[Stored data]
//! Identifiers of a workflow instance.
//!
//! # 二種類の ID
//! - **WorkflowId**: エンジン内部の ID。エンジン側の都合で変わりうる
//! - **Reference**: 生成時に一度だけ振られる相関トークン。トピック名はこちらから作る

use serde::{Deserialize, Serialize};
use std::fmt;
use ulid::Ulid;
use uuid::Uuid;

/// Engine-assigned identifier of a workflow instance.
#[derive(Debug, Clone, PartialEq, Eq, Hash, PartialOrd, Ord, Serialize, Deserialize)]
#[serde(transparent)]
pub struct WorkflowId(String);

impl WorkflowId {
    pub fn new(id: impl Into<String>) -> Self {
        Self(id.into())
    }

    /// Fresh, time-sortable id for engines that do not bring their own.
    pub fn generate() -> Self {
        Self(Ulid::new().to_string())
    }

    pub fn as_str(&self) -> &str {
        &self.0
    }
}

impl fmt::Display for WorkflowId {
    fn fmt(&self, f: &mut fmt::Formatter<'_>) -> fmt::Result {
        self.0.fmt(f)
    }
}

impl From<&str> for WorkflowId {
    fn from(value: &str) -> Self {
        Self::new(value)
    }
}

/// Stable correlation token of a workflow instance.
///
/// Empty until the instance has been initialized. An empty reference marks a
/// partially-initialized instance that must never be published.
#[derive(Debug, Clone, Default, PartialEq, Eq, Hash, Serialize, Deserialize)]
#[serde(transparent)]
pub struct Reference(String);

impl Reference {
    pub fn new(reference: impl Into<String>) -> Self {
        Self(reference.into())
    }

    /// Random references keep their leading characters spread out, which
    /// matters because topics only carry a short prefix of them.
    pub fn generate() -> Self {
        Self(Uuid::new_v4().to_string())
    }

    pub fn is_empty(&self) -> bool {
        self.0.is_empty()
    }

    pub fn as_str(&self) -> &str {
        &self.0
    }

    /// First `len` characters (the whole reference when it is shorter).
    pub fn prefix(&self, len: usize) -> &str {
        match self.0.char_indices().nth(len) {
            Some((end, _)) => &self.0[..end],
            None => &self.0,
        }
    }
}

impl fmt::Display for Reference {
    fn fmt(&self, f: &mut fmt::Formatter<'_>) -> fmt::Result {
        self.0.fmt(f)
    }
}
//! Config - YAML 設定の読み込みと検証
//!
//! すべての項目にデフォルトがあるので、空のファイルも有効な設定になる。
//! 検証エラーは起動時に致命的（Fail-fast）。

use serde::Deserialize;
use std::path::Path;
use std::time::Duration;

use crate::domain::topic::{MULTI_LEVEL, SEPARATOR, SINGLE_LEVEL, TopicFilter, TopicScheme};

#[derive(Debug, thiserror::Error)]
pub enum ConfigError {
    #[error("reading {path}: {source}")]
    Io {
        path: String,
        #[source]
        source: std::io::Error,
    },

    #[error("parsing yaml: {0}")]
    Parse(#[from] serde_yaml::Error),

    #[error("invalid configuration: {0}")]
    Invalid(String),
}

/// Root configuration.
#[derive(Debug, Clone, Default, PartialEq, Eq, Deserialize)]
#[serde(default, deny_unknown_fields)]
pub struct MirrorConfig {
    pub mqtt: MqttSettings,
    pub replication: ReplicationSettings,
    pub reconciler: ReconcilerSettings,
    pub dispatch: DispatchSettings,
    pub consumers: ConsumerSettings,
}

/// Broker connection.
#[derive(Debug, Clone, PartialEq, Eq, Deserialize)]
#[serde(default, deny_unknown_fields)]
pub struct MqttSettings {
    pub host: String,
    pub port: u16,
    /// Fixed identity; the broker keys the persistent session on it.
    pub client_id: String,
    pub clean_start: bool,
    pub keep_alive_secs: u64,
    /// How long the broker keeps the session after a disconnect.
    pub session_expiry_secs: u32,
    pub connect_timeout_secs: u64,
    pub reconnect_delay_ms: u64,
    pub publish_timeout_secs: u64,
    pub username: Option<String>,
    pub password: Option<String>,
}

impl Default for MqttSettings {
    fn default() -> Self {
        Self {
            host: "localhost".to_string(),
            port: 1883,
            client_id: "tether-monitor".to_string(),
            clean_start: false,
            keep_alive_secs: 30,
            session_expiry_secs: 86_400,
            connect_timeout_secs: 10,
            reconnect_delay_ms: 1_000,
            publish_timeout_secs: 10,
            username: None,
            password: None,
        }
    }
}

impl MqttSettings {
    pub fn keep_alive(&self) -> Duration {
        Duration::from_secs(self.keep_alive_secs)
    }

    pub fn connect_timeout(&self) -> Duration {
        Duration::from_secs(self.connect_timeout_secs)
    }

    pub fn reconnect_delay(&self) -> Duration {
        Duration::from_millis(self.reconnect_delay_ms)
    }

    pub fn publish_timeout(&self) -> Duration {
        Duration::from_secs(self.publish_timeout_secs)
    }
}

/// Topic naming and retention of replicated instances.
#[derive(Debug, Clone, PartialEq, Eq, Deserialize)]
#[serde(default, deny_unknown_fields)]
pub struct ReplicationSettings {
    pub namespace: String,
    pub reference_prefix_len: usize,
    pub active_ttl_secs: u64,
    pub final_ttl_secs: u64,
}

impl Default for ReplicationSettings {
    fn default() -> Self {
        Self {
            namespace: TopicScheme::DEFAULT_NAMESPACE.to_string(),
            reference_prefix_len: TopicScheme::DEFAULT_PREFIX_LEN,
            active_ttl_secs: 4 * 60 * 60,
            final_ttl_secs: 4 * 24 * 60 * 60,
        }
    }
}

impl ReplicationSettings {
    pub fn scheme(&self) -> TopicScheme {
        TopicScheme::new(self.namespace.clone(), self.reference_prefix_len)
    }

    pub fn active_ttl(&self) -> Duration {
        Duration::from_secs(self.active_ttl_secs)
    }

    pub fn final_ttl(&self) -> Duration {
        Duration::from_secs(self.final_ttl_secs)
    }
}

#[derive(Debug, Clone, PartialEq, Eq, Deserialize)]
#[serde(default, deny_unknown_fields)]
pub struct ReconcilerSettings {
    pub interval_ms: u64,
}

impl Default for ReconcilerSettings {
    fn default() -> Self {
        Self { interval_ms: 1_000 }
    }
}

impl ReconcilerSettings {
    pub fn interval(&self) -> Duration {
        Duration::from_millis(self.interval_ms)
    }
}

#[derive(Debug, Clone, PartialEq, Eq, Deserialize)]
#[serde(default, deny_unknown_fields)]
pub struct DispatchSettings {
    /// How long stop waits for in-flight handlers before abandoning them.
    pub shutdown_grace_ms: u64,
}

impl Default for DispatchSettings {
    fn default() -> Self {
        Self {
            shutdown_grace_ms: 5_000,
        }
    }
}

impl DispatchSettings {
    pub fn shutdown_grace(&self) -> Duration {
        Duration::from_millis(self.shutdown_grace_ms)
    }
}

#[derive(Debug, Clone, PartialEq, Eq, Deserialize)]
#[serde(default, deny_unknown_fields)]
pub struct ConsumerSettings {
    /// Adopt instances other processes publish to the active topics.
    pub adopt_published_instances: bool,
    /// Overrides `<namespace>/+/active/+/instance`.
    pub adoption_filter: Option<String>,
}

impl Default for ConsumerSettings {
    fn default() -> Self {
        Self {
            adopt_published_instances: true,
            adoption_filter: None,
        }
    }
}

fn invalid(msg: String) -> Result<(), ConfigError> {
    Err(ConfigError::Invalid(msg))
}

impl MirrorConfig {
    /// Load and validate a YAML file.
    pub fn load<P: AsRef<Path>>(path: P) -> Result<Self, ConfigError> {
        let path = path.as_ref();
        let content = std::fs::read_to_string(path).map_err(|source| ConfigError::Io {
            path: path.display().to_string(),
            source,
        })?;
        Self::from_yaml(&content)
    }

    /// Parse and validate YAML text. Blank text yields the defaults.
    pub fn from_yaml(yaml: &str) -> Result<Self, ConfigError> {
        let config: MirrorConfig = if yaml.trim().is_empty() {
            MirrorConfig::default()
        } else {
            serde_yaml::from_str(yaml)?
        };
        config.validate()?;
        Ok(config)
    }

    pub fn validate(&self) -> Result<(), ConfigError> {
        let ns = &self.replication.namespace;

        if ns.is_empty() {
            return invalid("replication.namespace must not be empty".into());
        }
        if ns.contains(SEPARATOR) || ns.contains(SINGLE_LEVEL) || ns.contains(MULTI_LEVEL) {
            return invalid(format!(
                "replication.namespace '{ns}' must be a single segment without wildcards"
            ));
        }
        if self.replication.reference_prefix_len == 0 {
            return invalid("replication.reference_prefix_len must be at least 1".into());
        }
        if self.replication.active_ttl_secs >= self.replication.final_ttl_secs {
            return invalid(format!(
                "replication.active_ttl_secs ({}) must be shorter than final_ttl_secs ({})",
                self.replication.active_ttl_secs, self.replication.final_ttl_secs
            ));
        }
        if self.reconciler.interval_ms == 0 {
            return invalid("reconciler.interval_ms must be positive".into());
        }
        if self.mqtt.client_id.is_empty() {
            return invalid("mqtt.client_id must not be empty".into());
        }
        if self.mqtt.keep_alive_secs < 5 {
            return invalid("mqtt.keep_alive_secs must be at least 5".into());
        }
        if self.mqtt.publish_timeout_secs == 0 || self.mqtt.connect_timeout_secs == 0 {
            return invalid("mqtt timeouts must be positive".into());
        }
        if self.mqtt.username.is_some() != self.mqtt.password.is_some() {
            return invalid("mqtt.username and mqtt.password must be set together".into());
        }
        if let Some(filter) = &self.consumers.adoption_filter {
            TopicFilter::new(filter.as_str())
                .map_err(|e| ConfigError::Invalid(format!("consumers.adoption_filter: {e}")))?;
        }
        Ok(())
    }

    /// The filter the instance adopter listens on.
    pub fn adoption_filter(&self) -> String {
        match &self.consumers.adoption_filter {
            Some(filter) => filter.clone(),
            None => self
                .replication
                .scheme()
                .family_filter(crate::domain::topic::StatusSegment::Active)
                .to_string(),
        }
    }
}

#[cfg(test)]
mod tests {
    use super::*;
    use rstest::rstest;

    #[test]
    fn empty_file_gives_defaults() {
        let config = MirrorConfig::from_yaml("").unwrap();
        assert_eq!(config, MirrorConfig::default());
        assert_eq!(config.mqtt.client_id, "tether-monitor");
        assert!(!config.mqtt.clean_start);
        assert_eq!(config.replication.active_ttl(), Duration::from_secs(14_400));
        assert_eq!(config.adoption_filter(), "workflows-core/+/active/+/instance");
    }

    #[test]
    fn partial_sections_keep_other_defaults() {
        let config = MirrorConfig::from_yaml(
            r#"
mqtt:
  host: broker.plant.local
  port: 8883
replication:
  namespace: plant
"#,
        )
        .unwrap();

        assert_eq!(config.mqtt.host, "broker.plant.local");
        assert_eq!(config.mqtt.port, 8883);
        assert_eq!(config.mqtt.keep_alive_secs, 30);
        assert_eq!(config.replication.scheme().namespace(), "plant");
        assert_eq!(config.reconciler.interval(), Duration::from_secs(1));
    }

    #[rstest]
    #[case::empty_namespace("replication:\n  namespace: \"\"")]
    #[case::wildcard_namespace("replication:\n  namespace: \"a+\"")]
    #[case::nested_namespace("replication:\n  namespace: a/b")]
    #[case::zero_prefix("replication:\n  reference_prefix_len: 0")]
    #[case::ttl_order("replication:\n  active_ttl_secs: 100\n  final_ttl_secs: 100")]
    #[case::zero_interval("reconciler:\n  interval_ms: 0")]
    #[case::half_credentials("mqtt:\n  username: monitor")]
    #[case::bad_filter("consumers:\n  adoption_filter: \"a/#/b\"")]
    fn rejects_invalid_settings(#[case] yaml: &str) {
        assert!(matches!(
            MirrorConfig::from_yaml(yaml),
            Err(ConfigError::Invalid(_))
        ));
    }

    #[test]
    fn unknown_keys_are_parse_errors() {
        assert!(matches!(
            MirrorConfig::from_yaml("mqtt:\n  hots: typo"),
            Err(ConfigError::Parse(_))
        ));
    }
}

ACTIVITY - The lines above, from the start of the records through the one containing "impl fmt::Display for WorkflowId", are to be printed exactly, and nothing else is to be included.

YOUR SOLUTION -
//! Identifiers of a workflow instance.
//!
//! # 二種類の ID
//! - **WorkflowId**: エンジン内部の ID。エンジン側の都合で変わりうる
//! - **Reference**: 生成時に一度だけ振られる相関トークン。トピック名はこちらから作る

use serde::{Deserialize, Serialize};
use std::fmt;
use ulid::Ulid;
use uuid::Uuid;

/// Engine-assigned identifier of a workflow instance.
#[derive(Debug, Clone, PartialEq, Eq, Hash, PartialOrd, Ord, Serialize, Deserialize)]
#[serde(transparent)]
pub struct WorkflowId(String);

impl WorkflowId {
    pub fn new(id: impl Into<String>) -> Self {
        Self(id.into())
    }

    /// Fresh, time-sortable id for engines that do not bring their own.
    pub fn generate() -> Self {
        Self(Ulid::new().to_string())
    }

    pub fn as_str(&self) -> &str {
        &self.0
    }
}

impl fmt::Display for WorkflowId {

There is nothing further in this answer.